[[ Material provided, beginning ]]

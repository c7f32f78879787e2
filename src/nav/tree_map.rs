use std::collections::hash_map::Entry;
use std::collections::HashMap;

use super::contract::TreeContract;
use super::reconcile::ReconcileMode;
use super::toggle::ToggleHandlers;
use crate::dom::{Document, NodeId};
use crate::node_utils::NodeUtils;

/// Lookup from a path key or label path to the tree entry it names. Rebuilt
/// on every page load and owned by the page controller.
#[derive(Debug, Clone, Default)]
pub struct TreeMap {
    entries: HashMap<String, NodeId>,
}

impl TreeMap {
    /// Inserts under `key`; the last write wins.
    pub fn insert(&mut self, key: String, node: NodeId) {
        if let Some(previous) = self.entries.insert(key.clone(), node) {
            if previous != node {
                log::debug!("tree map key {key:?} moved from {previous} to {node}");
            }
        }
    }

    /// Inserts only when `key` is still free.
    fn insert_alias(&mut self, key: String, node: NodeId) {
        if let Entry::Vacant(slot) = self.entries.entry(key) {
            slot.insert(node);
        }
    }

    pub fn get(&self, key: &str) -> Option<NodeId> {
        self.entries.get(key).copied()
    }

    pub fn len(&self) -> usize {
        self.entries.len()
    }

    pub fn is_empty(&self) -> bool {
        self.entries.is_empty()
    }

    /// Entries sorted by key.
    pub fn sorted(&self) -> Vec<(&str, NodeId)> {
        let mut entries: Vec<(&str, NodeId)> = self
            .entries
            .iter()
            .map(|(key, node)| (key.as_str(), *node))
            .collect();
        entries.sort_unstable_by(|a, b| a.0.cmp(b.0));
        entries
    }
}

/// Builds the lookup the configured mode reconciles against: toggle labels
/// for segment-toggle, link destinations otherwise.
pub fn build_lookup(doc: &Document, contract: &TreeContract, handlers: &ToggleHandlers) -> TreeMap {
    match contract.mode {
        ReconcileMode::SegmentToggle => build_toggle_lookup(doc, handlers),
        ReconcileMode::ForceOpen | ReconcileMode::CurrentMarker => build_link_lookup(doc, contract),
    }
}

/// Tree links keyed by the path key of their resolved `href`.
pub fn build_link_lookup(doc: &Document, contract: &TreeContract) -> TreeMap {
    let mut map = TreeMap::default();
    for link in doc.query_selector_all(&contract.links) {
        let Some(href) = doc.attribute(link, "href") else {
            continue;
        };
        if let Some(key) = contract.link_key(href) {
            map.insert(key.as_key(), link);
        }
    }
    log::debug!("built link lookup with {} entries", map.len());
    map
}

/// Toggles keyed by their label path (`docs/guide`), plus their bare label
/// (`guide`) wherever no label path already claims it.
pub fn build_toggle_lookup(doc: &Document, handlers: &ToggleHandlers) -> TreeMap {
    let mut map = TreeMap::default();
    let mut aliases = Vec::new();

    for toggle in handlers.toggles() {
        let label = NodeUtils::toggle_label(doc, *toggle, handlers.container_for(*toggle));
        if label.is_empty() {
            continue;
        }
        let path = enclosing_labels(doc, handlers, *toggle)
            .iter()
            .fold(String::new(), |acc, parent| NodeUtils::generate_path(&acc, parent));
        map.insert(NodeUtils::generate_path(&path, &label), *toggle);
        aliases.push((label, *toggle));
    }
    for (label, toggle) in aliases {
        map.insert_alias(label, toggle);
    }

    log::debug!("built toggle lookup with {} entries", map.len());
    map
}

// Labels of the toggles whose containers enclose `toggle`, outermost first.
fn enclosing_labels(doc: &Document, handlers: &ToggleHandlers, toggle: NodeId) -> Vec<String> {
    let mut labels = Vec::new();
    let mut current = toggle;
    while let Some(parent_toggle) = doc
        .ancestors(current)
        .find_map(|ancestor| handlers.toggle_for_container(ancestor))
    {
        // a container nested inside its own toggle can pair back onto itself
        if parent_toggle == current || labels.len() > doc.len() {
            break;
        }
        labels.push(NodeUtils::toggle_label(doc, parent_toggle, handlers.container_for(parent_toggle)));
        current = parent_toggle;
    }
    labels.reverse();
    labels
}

[[ Material provided, end ]]
[[ Material provided, beginning ]]

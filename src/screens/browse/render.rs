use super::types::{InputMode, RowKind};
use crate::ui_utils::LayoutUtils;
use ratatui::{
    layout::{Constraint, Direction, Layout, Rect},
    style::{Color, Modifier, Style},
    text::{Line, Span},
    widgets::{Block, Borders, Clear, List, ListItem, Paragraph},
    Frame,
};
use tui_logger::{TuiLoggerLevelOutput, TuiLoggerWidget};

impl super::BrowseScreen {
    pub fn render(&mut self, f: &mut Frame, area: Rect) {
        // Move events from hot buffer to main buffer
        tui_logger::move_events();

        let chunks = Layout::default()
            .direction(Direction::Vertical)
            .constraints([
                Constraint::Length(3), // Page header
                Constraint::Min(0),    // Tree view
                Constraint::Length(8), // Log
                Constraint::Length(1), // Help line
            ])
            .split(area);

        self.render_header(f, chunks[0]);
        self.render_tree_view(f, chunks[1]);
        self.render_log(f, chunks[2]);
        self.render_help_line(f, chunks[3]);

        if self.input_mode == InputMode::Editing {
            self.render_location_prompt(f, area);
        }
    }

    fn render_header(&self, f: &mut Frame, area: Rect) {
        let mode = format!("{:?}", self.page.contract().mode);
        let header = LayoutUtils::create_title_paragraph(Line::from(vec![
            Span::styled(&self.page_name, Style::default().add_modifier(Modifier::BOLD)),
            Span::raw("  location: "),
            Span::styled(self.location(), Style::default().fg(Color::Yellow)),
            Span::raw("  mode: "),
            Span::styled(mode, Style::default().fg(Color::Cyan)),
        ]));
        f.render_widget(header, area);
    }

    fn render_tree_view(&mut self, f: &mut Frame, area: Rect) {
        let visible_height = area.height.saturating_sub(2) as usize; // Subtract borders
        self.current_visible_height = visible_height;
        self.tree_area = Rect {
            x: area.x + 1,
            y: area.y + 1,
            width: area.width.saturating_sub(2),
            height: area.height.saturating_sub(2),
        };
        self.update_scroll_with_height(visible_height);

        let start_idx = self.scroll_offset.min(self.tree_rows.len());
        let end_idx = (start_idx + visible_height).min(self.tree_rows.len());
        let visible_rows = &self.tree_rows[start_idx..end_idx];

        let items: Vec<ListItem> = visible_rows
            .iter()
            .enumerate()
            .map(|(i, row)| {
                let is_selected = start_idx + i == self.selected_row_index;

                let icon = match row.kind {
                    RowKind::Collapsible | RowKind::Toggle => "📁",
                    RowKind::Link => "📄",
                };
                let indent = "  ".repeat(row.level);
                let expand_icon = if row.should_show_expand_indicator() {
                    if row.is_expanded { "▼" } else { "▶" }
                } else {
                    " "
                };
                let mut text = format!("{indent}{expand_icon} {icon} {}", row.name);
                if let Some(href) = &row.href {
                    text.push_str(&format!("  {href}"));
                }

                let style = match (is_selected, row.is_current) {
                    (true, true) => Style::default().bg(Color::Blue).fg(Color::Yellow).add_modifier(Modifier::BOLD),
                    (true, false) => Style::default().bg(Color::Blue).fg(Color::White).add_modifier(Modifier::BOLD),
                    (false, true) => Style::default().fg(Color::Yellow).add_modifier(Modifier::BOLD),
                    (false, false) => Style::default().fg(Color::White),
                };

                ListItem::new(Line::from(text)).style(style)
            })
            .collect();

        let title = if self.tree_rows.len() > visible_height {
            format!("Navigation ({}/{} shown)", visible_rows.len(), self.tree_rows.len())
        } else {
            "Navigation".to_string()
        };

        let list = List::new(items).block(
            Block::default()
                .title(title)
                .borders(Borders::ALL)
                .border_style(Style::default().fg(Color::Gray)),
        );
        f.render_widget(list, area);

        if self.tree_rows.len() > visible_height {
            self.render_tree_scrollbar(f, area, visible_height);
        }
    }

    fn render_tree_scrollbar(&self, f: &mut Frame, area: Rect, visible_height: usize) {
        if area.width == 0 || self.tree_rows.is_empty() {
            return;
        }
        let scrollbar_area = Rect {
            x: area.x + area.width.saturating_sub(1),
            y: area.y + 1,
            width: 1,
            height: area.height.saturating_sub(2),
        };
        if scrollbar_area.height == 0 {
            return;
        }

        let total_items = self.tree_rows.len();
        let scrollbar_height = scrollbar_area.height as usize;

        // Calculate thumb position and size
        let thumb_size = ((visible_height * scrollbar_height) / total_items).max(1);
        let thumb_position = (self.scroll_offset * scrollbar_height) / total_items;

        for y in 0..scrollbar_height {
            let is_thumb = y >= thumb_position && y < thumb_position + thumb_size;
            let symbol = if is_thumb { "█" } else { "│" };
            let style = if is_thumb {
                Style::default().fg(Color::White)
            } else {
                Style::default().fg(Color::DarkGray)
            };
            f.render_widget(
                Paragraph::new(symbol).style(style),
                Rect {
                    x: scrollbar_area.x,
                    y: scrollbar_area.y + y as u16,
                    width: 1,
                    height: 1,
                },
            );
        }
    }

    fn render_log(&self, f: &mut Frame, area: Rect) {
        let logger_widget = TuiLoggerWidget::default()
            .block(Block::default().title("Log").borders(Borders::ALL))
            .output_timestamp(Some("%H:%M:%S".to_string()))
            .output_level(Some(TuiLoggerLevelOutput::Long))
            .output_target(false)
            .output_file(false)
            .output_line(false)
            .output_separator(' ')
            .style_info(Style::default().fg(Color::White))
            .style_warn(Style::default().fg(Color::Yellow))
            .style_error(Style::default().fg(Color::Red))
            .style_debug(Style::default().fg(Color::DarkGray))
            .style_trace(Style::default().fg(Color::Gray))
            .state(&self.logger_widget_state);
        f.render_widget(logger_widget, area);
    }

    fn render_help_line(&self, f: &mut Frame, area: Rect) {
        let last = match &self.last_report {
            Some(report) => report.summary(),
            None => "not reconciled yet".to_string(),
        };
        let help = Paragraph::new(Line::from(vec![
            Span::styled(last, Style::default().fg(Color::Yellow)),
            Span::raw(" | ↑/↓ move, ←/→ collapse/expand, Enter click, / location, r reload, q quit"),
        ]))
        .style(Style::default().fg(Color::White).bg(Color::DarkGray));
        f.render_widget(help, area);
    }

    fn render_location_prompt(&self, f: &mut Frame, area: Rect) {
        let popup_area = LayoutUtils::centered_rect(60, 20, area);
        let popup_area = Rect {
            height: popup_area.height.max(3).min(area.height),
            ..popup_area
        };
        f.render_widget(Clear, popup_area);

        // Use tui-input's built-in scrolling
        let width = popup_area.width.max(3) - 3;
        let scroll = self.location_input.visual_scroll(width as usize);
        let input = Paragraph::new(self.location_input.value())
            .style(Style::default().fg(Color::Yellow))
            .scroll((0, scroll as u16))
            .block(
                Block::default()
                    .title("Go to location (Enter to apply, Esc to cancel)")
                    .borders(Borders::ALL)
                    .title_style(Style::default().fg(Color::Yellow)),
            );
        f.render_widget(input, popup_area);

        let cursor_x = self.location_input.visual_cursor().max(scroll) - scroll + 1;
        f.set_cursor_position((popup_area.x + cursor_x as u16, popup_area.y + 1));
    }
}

[[ Material provided, end ]]

Your answer should consist of every line from the entries that holds "crate".

use crate::dom::{Document, NodeId};
use crate::node_utils::NodeUtils;
use crate::ui_utils::LayoutUtils;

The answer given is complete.